Exercise brief: Output, without alteration, the first line of the entries and each line after it, stopping with the line that contains "unconstrained latent space.".

Stored records:
-- Opening Marker --

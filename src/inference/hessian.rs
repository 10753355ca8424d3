//! inference::hessian — Gaussian approximation at a posterior mode.
//!
//! Purpose
//! -------
//! Turn the curvature of a log-likelihood or log-posterior at its mode into
//! a covariance matrix. This backs the `Laplace` posterior, the standard
//! errors reported after `MLE`/`PML`, and the proposal covariance of the
//! Metropolis–Hastings sampler.
//!
//! Key behaviors
//! -------------
//! - Call [`compute_hessian`] on the *negated* gradient to obtain the
//!   observed information `J(ẑ)`.
//! - Copy `J` into a `nalgebra::DMatrix` ([`fill_dmatrix`]) and take a
//!   symmetric eigendecomposition `J = Q Λ Qᵀ`.
//! - Return `Σ = Q Λ⁻¹ Qᵀ` when every eigenvalue exceeds [`EIGEN_EPS`];
//!   otherwise report [`InferenceError::SingularHessian`].
//!
//! Invariants & assumptions
//! ------------------------
//! - [`compute_hessian`] returns a finite, symmetric `k×k` matrix.
//! - No pseudoinverse is formed: a flat or convex direction means there is
//!   no Gaussian approximation, and callers decide how to degrade.
//!
//! Conventions
//! -----------
//! - All quantities live in the unconstrained latent space.
//! - Covariances are `ndarray::Array2<f64>`; `nalgebra` is used only inside
//!   this module and for Cholesky factors.
use crate::{
    inference::errors::{InferenceError, InferenceResult},
    optimization::{
        loglik_optimizer::finite_diff::compute_hessian, numerical_stability::EIGEN_EPS,
    },
};
use nalgebra::DMatrix;
use ndarray::{Array1, Array2};

/// calc_covariance — inverse observed information at a mode.
///
/// Parameters
/// ----------
/// - `grad`: `&F`
///   Gradient map `z ↦ ∇ℓ(z)` of the objective that was maximized (a
///   log-likelihood or log-posterior). Must be C¹ near `z_hat`.
/// - `z_hat`: `&Array1<f64>`
///   Mode at which the curvature is evaluated.
///
/// Returns
/// -------
/// `InferenceResult<Array2<f64>>`
///   The `k×k` covariance `J(ẑ)⁻¹` with `J = -∇²ℓ(ẑ)`.
///
/// Errors
/// ------
/// - `InferenceError::HessianFailed` when finite differencing fails.
/// - `InferenceError::SingularHessian` when the smallest eigenvalue of `J`
///   is at most `EIGEN_EPS`.
/// - `InferenceError::NonFiniteCovariance` if the inverse overflows.
///
/// Examples
/// --------
/// ```rust
/// # use ndarray::array;
/// # use gas_timeseries::inference::hessian::calc_covariance;
/// // ℓ(z) = -2 z₀² - 0.5 z₁², so J = diag(4, 1).
/// let grad = |z: &ndarray::Array1<f64>| array![-4.0 * z[0], -z[1]];
/// let cov = calc_covariance(&grad, &array![0.0, 0.0]).unwrap();
/// assert!((cov[[0, 0]] - 0.25).abs() < 1e-6);
/// assert!((cov[[1, 1]] - 1.0).abs() < 1e-6);
/// ```
pub fn calc_covariance<F: Fn(&Array1<f64>) -> Array1<f64>>(
    grad: &F, z_hat: &Array1<f64>,
) -> InferenceResult<Array2<f64>> {
    let neg_grad = |z: &Array1<f64>| -grad(z);
    let obs_info = compute_hessian(&neg_grad, z_hat)?;
    let k = obs_info.nrows();
    let mut obs_info_nalg = DMatrix::<f64>::zeros(k, k);
    fill_dmatrix(&obs_info, &mut obs_info_nalg);
    invert_information(obs_info_nalg)
}

/// Square roots of the diagonal of `cov`.
pub fn standard_errors(cov: &Array2<f64>) -> Array1<f64> {
    cov.diag().mapv(|v| v.max(0.0).sqrt())
}

/// Lower Cholesky factor of `cov`, or `None` if it is not positive definite.
pub fn cholesky_lower(cov: &Array2<f64>) -> Option<Array2<f64>> {
    let k = cov.nrows();
    let mut m = DMatrix::<f64>::zeros(k, k);
    fill_dmatrix(cov, &mut m);
    let chol = m.cholesky()?;
    let l = chol.l();
    Some(Array2::from_shape_fn((k, k), |(i, j)| l[(i, j)]))
}

// ---- Helper methods ----

/// fill_dmatrix — copy a square `ndarray` matrix into a `nalgebra::DMatrix`.
///
/// Traverses column by column to match `DMatrix` storage. No
/// symmetrization is performed. Both matrices must be `n×n`.
fn fill_dmatrix(src: &Array2<f64>, dst: &mut DMatrix<f64>) {
    let n = src.ncols();
    for j in 0..n {
        for i in j..n {
            if j == i {
                dst[(i, i)] = src[[i, i]];
            } else {
                dst[(i, j)] = src[[i, j]];
                dst[(j, i)] = src[[j, i]];
            }
        }
    }
}

/// `Q Λ⁻¹ Qᵀ` from the symmetric eigendecomposition of `obs_info`.
fn invert_information(obs_info: DMatrix<f64>) -> InferenceResult<Array2<f64>> {
    let k = obs_info.nrows();
    let eigen = obs_info.symmetric_eigen();
    let min_eigenvalue = eigen.eigenvalues.iter().copied().fold(f64::INFINITY, f64::min);
    if !(min_eigenvalue > EIGEN_EPS) {
        return Err(InferenceError::SingularHessian { min_eigenvalue });
    }
    let q = eigen.eigenvectors;
    let lambdas = eigen.eigenvalues;
    let cov = Array2::from_shape_fn((k, k), |(i, j)| {
        (0..k).map(|m| q[(i, m)] * q[(j, m)] / lambdas[m]).sum::<f64>()
    });
    if cov.iter().any(|v| !v.is_finite()) {
        return Err(InferenceError::NonFiniteCovariance);
    }
    Ok(cov)
}

#[cfg(test)]
mod tests {
    use super::*;
    use ndarray::array;

    // -------------------------------------------------------------------------
    // Scope
    // -----
    // These tests cover:
    // - Correct copying of matrices from `ndarray` into `DMatrix`.
    // - Covariance of a concave quadratic with known information matrix.
    // - Rejection of flat or convex curvature.
    // - Cholesky factors for positive-definite and indefinite inputs.
    // -------------------------------------------------------------------------

    #[test]
    // Purpose
    // -------
    // `fill_dmatrix` copies entries without altering values.
    //
    // Given
    // -----
    // - A 2×2 symmetric matrix with distinct entries.
    //
    // Expect
    // ------
    // - Identical entries in the `DMatrix`.
    fn fill_dmatrix_copies_ndarray_into_dmatrix_without_modification() {
        // Arrange
        let src: Array2<f64> = array![[2.0, 0.5], [0.5, 1.0]];
        let mut dst = DMatrix::<f64>::zeros(2, 2);

        // Act
        fill_dmatrix(&src, &mut dst);

        // Assert
        assert_eq!(dst[(0, 0)], 2.0);
        assert_eq!(dst[(0, 1)], 0.5);
        assert_eq!(dst[(1, 0)], 0.5);
        assert_eq!(dst[(1, 1)], 1.0);
    }

    #[test]
    // Purpose
    // -------
    // The covariance of a correlated quadratic equals the analytic inverse.
    //
    // Given
    // -----
    // - ℓ(z) = -½ zᵀ A z with A = [[2, 0.5], [0.5, 1]].
    //
    // Expect
    // ------
    // - Σ ≈ A⁻¹ = [[1, -0.5], [-0.5, 2]] / 1.75.
    fn calc_covariance_matches_analytic_inverse() {
        // Arrange
        let a = array![[2.0, 0.5], [0.5, 1.0]];
        let grad = |z: &Array1<f64>| -a.dot(z);

        // Act
        let cov = calc_covariance(&grad, &array![0.3, -0.2]).expect("A is positive definite");

        // Assert
        let det = 1.75;
        assert!((cov[[0, 0]] - 1.0 / det).abs() < 1e-6);
        assert!((cov[[0, 1]] + 0.5 / det).abs() < 1e-6);
        assert!((cov[[1, 1]] - 2.0 / det).abs() < 1e-6);
        let se = standard_errors(&cov);
        assert!((se[1] - (2.0_f64 / det).sqrt()).abs() < 1e-6);
    }

    #[test]
    // Purpose
    // -------
    // A direction without curvature is reported, not pseudo-inverted.
    //
    // Given
    // -----
    // - ℓ(z) = -z₀², flat in z₁.
    //
    // Expect
    // ------
    // - `InferenceError::SingularHessian`.
    fn calc_covariance_rejects_flat_direction() {
        // Arrange
        let grad = |z: &Array1<f64>| array![-2.0 * z[0], 0.0];

        // Act
        let err = calc_covariance(&grad, &array![0.0, 0.0]).expect_err("flat direction");

        // Assert
        assert!(matches!(err, InferenceError::SingularHessian { .. }));
    }

    #[test]
    // Purpose
    // -------
    // `cholesky_lower` reconstructs the input and rejects indefinite matrices.
    //
    // Given
    // -----
    // - Σ = [[4, 2], [2, 3]] and an indefinite [[1, 2], [2, 1]].
    //
    // Expect
    // ------
    // - L Lᵀ = Σ; `None` for the indefinite matrix.
    fn cholesky_lower_factors_positive_definite_only() {
        // Arrange
        let cov = array![[4.0, 2.0], [2.0, 3.0]];

        // Act
        let l = cholesky_lower(&cov).expect("positive definite");

        // Assert
        let rebuilt = l.dot(&l.t());
        for ((i, j), v) in cov.indexed_iter() {
            assert!((rebuilt[[i, j]] - v).abs() < 1e-12);
        }
        assert_eq!(l[[0, 1]], 0.0);
        assert!(cholesky_lower(&array![[1.0, 2.0], [2.0, 1.0]]).is_none());
    }
}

-- Closing Marker --

Response to this task:
filename src/inference/hessian.rs
repository 10753355ca8424d3
//! inference::hessian — Gaussian approximation at a posterior mode.
//!
//! Purpose
//! -------
//! Turn the curvature of a log-likelihood or log-posterior at its mode into
//! a covariance matrix. This backs the `Laplace` posterior, the standard
//! errors reported after `MLE`/`PML`, and the proposal covariance of the
//! Metropolis–Hastings sampler.
//!
//! Key behaviors
//! -------------
//! - Call [`compute_hessian`] on the *negated* gradient to obtain the
//!   observed information `J(ẑ)`.
//! - Copy `J` into a `nalgebra::DMatrix` ([`fill_dmatrix`]) and take a
//!   symmetric eigendecomposition `J = Q Λ Qᵀ`.
//! - Return `Σ = Q Λ⁻¹ Qᵀ` when every eigenvalue exceeds [`EIGEN_EPS`];
//!   otherwise report [`InferenceError::SingularHessian`].
//!
//! Invariants & assumptions
//! ------------------------
//! - [`compute_hessian`] returns a finite, symmetric `k×k` matrix.
//! - No pseudoinverse is formed: a flat or convex direction means there is
//!   no Gaussian approximation, and callers decide how to degrade.
//!
//! Conventions
//! -----------
//! - All quantities live in the unconstrained latent space.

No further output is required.